So far, very little information is known about which monetary judgments are usually rewarded by courts. This is because the manufacturing companies and ridesharing companies were too willing to settle these cases out of court.
As the concept of self-driving cars has moved from fiction to reality, state legislation has been accelerated to ensure that liability exists as if a person drove negligently. States across the country are introducing safety standards – some stricter than others – to regulate the inevitable flood of automated vehicles onto the streets and highways of the United States.
If you were injured in a self-driving car accident, you may have the option to file a claim for damages. To succeed in court, you will likely need to demonstrate that you have been injured in an accident, at least primarily due to the negligence of the driver, owner and / or manufacturer of the self-driving car. When and in what amount you can sue depends on the circumstances of the individual case, e.g. B. Whether the accident was caused by human error or a product malfunction and the condition in which the accident occurred.
Negligence in driving a car
In theory, self-driving cars function by the same standards as cars that are driven by ordinary people. If a car causes personal injury or damage to someone or someone else’s property due to negligence or failure to meet driving standards, it is most likely that a liability test will be conducted. The key difference is who the liable party is.
In a typical case of negligent negligence, there are three ways to make a claim for damages. A driver who behaves negligently (e.g. blowing through a red traffic light) bears the main liability for injuries caused by the behavior. If the negligent driver is not the owner but drives the car with the knowledge and permission of the owner, the owner can also be held liable. However, if the accident was caused by a defect in the vehicle itself, the liability extends to the manufacturer. This theory is known as product liability.

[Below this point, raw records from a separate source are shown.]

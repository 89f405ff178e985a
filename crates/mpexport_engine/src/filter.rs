use std::collections::BTreeSet;

use mpexport_logging::mp_warn;
use serde::{Deserialize, Serialize};

const AD_KEYWORDS: &[&str] = &["广告", "推广"];
const PROMOTION_KEYWORDS: &[&str] = &["长按识别二维码", "扫码关注", "点击阅读原文"];

/// User-configured content blocklist. Read-only during a run.
#[derive(Debug, Clone, Default, PartialEq, Eq, Serialize, Deserialize)]
#[serde(default)]
pub struct FilterConfig {
    pub paragraph_keywords: BTreeSet<String>,
    /// Hex SHA-256 hashes of images to drop.
    pub image_hashes: BTreeSet<String>,
    pub skip_ads: bool,
    pub skip_promotions: bool,
}

impl FilterConfig {
    /// Configured keywords plus the enabled presets.
    pub fn effective_keywords(&self) -> BTreeSet<String> {
        let mut keywords = self.paragraph_keywords.clone();
        if self.skip_ads {
            keywords.extend(AD_KEYWORDS.iter().map(|k| k.to_string()));
        }
        if self.skip_promotions {
            keywords.extend(PROMOTION_KEYWORDS.iter().map(|k| k.to_string()));
        }
        keywords
    }
}

#[derive(Debug, Clone, PartialEq, Eq, thiserror::Error)]
pub enum FilterError {
    #[error("empty keyword would drop every paragraph")]
    EmptyKeyword,
}

/// Drops paragraphs of serialized text that mention a blocked keyword.
#[derive(Debug, Clone)]
pub struct ContentFilter {
    keywords: BTreeSet<String>,
}

impl ContentFilter {
    pub fn new(config: &FilterConfig) -> Self {
        Self {
            keywords: config.effective_keywords(),
        }
    }

    /// Never fails: on an internal error the input comes back unchanged.
    pub fn apply(&self, text: &str) -> String {
        match self.try_apply(text) {
            Ok(filtered) => filtered,
            Err(err) => {
                mp_warn!("content filter skipped: {err}");
                text.to_string()
            }
        }
    }

    pub fn try_apply(&self, text: &str) -> Result<String, FilterError> {
        if self.keywords.is_empty() {
            return Ok(text.to_string());
        }
        if self.keywords.iter().any(|k| k.is_empty()) {
            return Err(FilterError::EmptyKeyword);
        }

        let mut out = String::with_capacity(text.len());
        for paragraph in paragraphs(text) {
            let joined: String = paragraph.concat();
            if self.keywords.iter().any(|k| joined.contains(k.as_str())) {
                continue;
            }
            out.push_str(&paragraph.join("\n"));
            out.push_str("\n\n");
        }
        Ok(out)
    }
}

/// Runs of non-blank lines, each line trimmed.
fn paragraphs(text: &str) -> Vec<Vec<&str>> {
    let mut result = Vec::new();
    let mut current = Vec::new();
    for line in text.lines().map(str::trim) {
        if line.is_empty() {
            if !current.is_empty() {
                result.push(std::mem::take(&mut current));
            }
        } else {
            current.push(line);
        }
    }
    if !current.is_empty() {
        result.push(current);
    }
    result
}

All three routes are open to victims of self-driving car accidents with negligence, but are a little more complicated. Several states have passed laws that transfer the liability of the “driver” to the manufacturing company. If the actual driver is an employee (or “agent”) of a rideshare company like Uber, the company is also liable for the damage according to the time-tested legal theory known as “replacement liability”.
Evidence of errors in crash cases for self-driving cars
Regardless of the circumstances of the accident or the condition in which it occurs, the injured party still has to prove culpability. In other words, you would have to legally prove that the cause of the accident was a bug or malfunction in the vehicle’s operating system. As this is a relatively new area, it is still unclear what burden this would mean, especially as self-driving automakers have recently decided not to air their dirty laundry in a courtroom.
Image by Gabe Pierce, via Unsplash.com.
The degree of automation in cars is divided into five levels. The first and lowest level is defined as no higher degree of automation than driver assistance software. The fifth and highest level applies to cars that can work fully automatically both on and off-road. The fifth level is irrelevant for our purposes, as it does not yet technically exist. All other levels in between involve a mixture of driver and automated control. If you have been involved in an accident with a self-driving car, it does not necessarily mean that the self-driving skills were the cause of the accident. To determine who to sue in these situations, it is important to get all the facts together and consult a knowledgeable New York City auto accident attorney.
Examples of incidents where culpability could likely be proven in court include situations where the vehicle’s operating system caused the accident by failing to recognize a stop sign, improperly changing lanes, or accelerating beyond the appropriate speed limit without manual prompts.
Compensation for litigation related to self-driving cars
If you have been injured as a result of an accident caused by the negligence of the operator, owner or manufacturer of the self-driving vehicle, you can sue for damages for any or all of the following that may apply to you:
Pain and suffering Disability or impairment Medical bills Loss of wages Vehicle or other property damage Psychological and emotional effects of the trauma
So far, very little information is known about which monetary judgments are usually rewarded by courts. This is because the manufacturing companies and ridesharing companies were too willing to settle these cases out of court. There are two reasons for this: these companies don’t want negative press, and they want to avoid setting precedents in court that cost them years of money.
Just because you might get a settlement offer doesn’t mean you should try to take over the big companies on your own. It is always important to seek the advice of an experienced personal injury attorney in the Bronx when negotiating the terms of an agreement so that you get what you deserve.